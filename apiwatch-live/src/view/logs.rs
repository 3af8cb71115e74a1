//! Request log view
//!
//! Holds the reconciled entry set and the expand flags, fed either by the
//! push stream or, for servers without one, by polling the list endpoint.

use std::sync::Arc;

use anyhow::Context;
use apiwatch_core::domain::log::LogEntry;
use tokio::sync::mpsc;
use tracing::{debug, info, warn};

use super::Notice;
use crate::config::Config;
use crate::reconcile::{ExpandState, LogSet, UpdateOutcome};
use crate::render::{LogListView, render_logs};
use crate::repository::LogRepository;
use crate::scheduler::{Poller, PollerHandle};
use crate::stream::{ConnectionState, StreamClient, StreamHandle, StreamMessage};

const MESSAGE_BUFFER: usize = 32;

/// A re-render produced by one applied message
#[derive(Debug, Clone, PartialEq)]
pub struct LogFrame {
    pub view: LogListView,
    /// Expanded entries whose output grew and should scroll to the end
    pub autoscroll: Vec<String>,
}

enum Feed {
    Stream(StreamHandle),
    Polling(PollerHandle),
}

pub struct LogsView<R: ?Sized> {
    repository: Arc<R>,
    limit: usize,
    logs: LogSet,
    expanded: ExpandState,
    rx: mpsc::Receiver<StreamMessage>,
    feed: Option<Feed>,
}

impl<R: LogRepository + ?Sized + 'static> LogsView<R> {
    /// Opens the view on the push stream
    pub fn open(repository: Arc<R>, config: &Config) -> Self {
        let (tx, rx) = mpsc::channel(MESSAGE_BUFFER);
        let handle = StreamClient::new(Arc::clone(&repository), config.reconnect_delay).spawn(tx);
        info!("Opened live log view");
        Self::with_feed(repository, config.log_limit, rx, Feed::Stream(handle))
    }

    /// Opens the view on a fixed-interval refetch of the log list
    pub fn open_polling(repository: Arc<R>, config: &Config) -> Self {
        let (tx, rx) = mpsc::channel(MESSAGE_BUFFER);
        let limit = config.log_limit;
        let source = Arc::clone(&repository);
        let handle = Poller::new("log list", config.refresh_interval, move || {
            let repository = Arc::clone(&source);
            async move {
                let entries = repository
                    .list_logs(limit)
                    .await
                    .context("Failed to fetch logs")?;
                Ok(StreamMessage::Snapshot(entries))
            }
        })
        .spawn(tx);
        info!("Opened polled log view");
        Self::with_feed(repository, limit, rx, Feed::Polling(handle))
    }

    fn with_feed(
        repository: Arc<R>,
        limit: usize,
        rx: mpsc::Receiver<StreamMessage>,
        feed: Feed,
    ) -> Self {
        Self {
            repository,
            limit,
            logs: LogSet::new(),
            expanded: ExpandState::new(),
            rx,
            feed: Some(feed),
        }
    }

    /// Waits for the next message that changes the display
    ///
    /// Returns `None` once the view is closed.
    pub async fn next_frame(&mut self) -> Option<LogFrame> {
        if self.feed.is_none() {
            return None;
        }
        while let Some(message) = self.rx.recv().await {
            if let Some(frame) = self.apply(message) {
                return Some(frame);
            }
        }
        None
    }

    /// Clears every stored entry on the server
    ///
    /// On success the list is refetched, which leaves the empty state. On
    /// failure nothing changes so the action can be retried.
    pub async fn clear_logs(&mut self) -> Notice {
        if let Err(e) = self.repository.clear_logs().await {
            warn!("Failed to clear logs: {}", e);
            return Notice::error(format!("Failed to clear logs: {}", e.user_message()));
        }

        let entries = match self.repository.list_logs(self.limit).await {
            Ok(entries) => entries,
            Err(e) => {
                warn!("Failed to refetch logs after clearing: {}", e);
                Vec::new()
            }
        };
        self.apply(StreamMessage::Snapshot(entries));
        info!("Logs cleared");
        Notice::success("Logs cleared")
    }
}

impl<R: ?Sized> LogsView<R> {
    /// Applies one message, returning a frame if the display changed
    pub fn apply(&mut self, message: StreamMessage) -> Option<LogFrame> {
        match message {
            StreamMessage::Snapshot(entries) => {
                debug!("Applying snapshot of {} entries", entries.len());
                self.logs.replace(entries);
                self.expanded.retain_known(&self.logs);
                Some(self.frame(Vec::new()))
            }
            StreamMessage::Updates(updates) => {
                let mut applied = false;
                let mut autoscroll = Vec::new();
                for update in &updates {
                    if let UpdateOutcome::Applied { output_changed, .. } = self.logs.apply(update) {
                        applied = true;
                        if output_changed && self.expanded.is_expanded(&update.id) {
                            autoscroll.push(update.id.clone());
                        }
                    }
                }
                applied.then(|| self.frame(autoscroll))
            }
        }
    }

    /// Expands or collapses an entry, returning whether it is now expanded
    pub fn toggle(&mut self, id: &str) -> bool {
        if self.logs.get(id).is_none() {
            debug!("Ignoring toggle for unknown entry {}", id);
            return false;
        }
        self.expanded.toggle(id)
    }

    pub fn is_expanded(&self, id: &str) -> bool {
        self.expanded.is_expanded(id)
    }

    pub fn render(&self) -> LogListView {
        render_logs(self.logs.entries(), &self.expanded)
    }

    pub fn entries(&self) -> &[LogEntry] {
        self.logs.entries()
    }

    /// State of the push connection; `None` when polling or closed
    pub fn connection_state(&self) -> Option<ConnectionState> {
        match &self.feed {
            Some(Feed::Stream(handle)) => Some(handle.state()),
            _ => None,
        }
    }

    pub fn is_open(&self) -> bool {
        self.feed.is_some()
    }

    /// Closes the connection or stops polling, cancelling any pending
    /// reconnect timer
    pub fn close(&mut self) {
        match self.feed.take() {
            Some(Feed::Stream(mut handle)) => handle.close(),
            Some(Feed::Polling(mut handle)) => handle.stop(),
            None => return,
        }
        self.rx.close();
        info!("Closed log view");
    }

    fn frame(&self, autoscroll: Vec<String>) -> LogFrame {
        LogFrame {
            view: self.render(),
            autoscroll,
        }
    }
}

#[cfg(test)]
mod tests {
    use super::*;
    use crate::render::logs::EMPTY_LOGS;
    use crate::testing::{FakeLogRepository, completed, executing};
    use apiwatch_core::domain::log::EntryStatus;
    use apiwatch_core::dto::log::ExecutingUpdate;
    use std::time::Duration;

    fn update(id: &str, prints: &str) -> ExecutingUpdate {
        ExecutingUpdate {
            id: id.to_string(),
            status: Some(EntryStatus::Executing),
            prints: Some(prints.to_string()),
            ..Default::default()
        }
    }

    fn idle_view() -> (Arc<FakeLogRepository>, LogsView<FakeLogRepository>) {
        let repo = Arc::new(FakeLogRepository::default());
        let view = LogsView::open(Arc::clone(&repo), &Config::default());
        (repo, view)
    }

    #[tokio::test]
    async fn test_partial_update_grows_prints() {
        let (_repo, mut view) = idle_view();
        view.apply(StreamMessage::Snapshot(vec![executing("a", "hi")]));

        let frame = view
            .apply(StreamMessage::Updates(vec![update("a", "hi world")]))
            .unwrap();

        assert_eq!(view.entries()[0].prints(), "hi world");
        assert_eq!(view.entries()[0].status(), EntryStatus::Executing);
        assert!(frame.autoscroll.is_empty());
    }

    #[tokio::test]
    async fn test_expanded_entry_autoscrolls() {
        let (_repo, mut view) = idle_view();
        view.apply(StreamMessage::Snapshot(vec![executing("a", "hi"), executing("b", "")]));
        assert!(view.toggle("a"));

        let frame = view
            .apply(StreamMessage::Updates(vec![update("a", "hi!"), update("b", "x")]))
            .unwrap();

        assert_eq!(frame.autoscroll, vec!["a".to_string()]);
        assert!(frame.view.rows[0].expanded);
    }

    #[tokio::test]
    async fn test_no_frame_when_nothing_applies() {
        let (_repo, mut view) = idle_view();
        view.apply(StreamMessage::Snapshot(vec![completed("a", 200)]));

        assert!(view.apply(StreamMessage::Updates(vec![update("zzz", "x")])).is_none());
        assert!(view.apply(StreamMessage::Updates(vec![update("a", "late")])).is_none());
    }

    #[tokio::test]
    async fn test_snapshot_prunes_expand_flags() {
        let (_repo, mut view) = idle_view();
        view.apply(StreamMessage::Snapshot(vec![executing("a", ""), executing("b", "")]));
        view.toggle("a");
        view.toggle("b");

        view.apply(StreamMessage::Snapshot(vec![completed("b", 200)]));
        view.apply(StreamMessage::Snapshot(vec![completed("a", 200), completed("b", 200)]));

        let rows = view.render().rows;
        assert!(!rows[0].expanded);
        assert!(rows[1].expanded);
    }

    #[tokio::test]
    async fn test_toggle_unknown_entry_is_ignored() {
        let (_repo, mut view) = idle_view();
        assert!(!view.toggle("missing"));
    }

    #[tokio::test]
    async fn test_clear_then_empty_placeholder() {
        let (repo, mut view) = idle_view();
        *repo.logs.lock().unwrap() = vec![completed("a", 200)];
        view.apply(StreamMessage::Snapshot(vec![completed("a", 200)]));

        let notice = view.clear_logs().await;

        assert!(!notice.is_error());
        assert!(view.entries().is_empty());
        assert!(view.render().to_html().contains(EMPTY_LOGS));
    }

    #[tokio::test]
    async fn test_failed_clear_leaves_state() {
        let (repo, mut view) = idle_view();
        *repo.fail_clear.lock().unwrap() = Some("disk full".to_string());
        view.apply(StreamMessage::Snapshot(vec![completed("a", 200)]));

        let notice = view.clear_logs().await;

        assert!(notice.is_error());
        assert!(notice.message.contains("disk full"));
        assert_eq!(view.entries().len(), 1);
    }

    #[tokio::test(start_paused = true)]
    async fn test_frames_from_stream() {
        let repo = Arc::new(FakeLogRepository::default());
        repo.push_connection(Ok(vec![
            r#"{"logs":[{"id":"a","timestamp":"2024-05-01T10:00:00","method":"GET","path":"/x","status":"executing","prints":"hi"}]}"#.to_string(),
            r#"{"executing":[{"id":"a","status":"executing","prints":"hi world"}]}"#.to_string(),
        ]));
        let mut view = LogsView::open(Arc::clone(&repo), &Config::default());

        let first = view.next_frame().await.unwrap();
        assert_eq!(first.view.rows.len(), 1);
        assert_eq!(view.connection_state(), Some(ConnectionState::Open));

        view.next_frame().await.unwrap();
        assert_eq!(view.entries()[0].prints(), "hi world");

        view.close();
        assert!(!view.is_open());
        assert_eq!(view.connection_state(), None);
        assert!(view.next_frame().await.is_none());
    }

    #[tokio::test(start_paused = true)]
    async fn test_polled_view_refreshes() {
        let repo = Arc::new(FakeLogRepository::default());
        *repo.logs.lock().unwrap() = vec![executing("a", "")];
        let config = Config {
            refresh_interval: Duration::from_secs(5),
            ..Config::default()
        };
        let mut view = LogsView::open_polling(Arc::clone(&repo), &config);

        assert_eq!(view.next_frame().await.unwrap().view.rows.len(), 1);

        repo.logs.lock().unwrap().push(completed("b", 201));
        assert_eq!(view.next_frame().await.unwrap().view.rows.len(), 2);
        assert_eq!(view.connection_state(), None);
    }
}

What you need to do
Search the entries above for "live". Show every line that has it.

Response for this exercise
filename apiwatch-live/src/view/logs.rs
        info!("Opened live log view");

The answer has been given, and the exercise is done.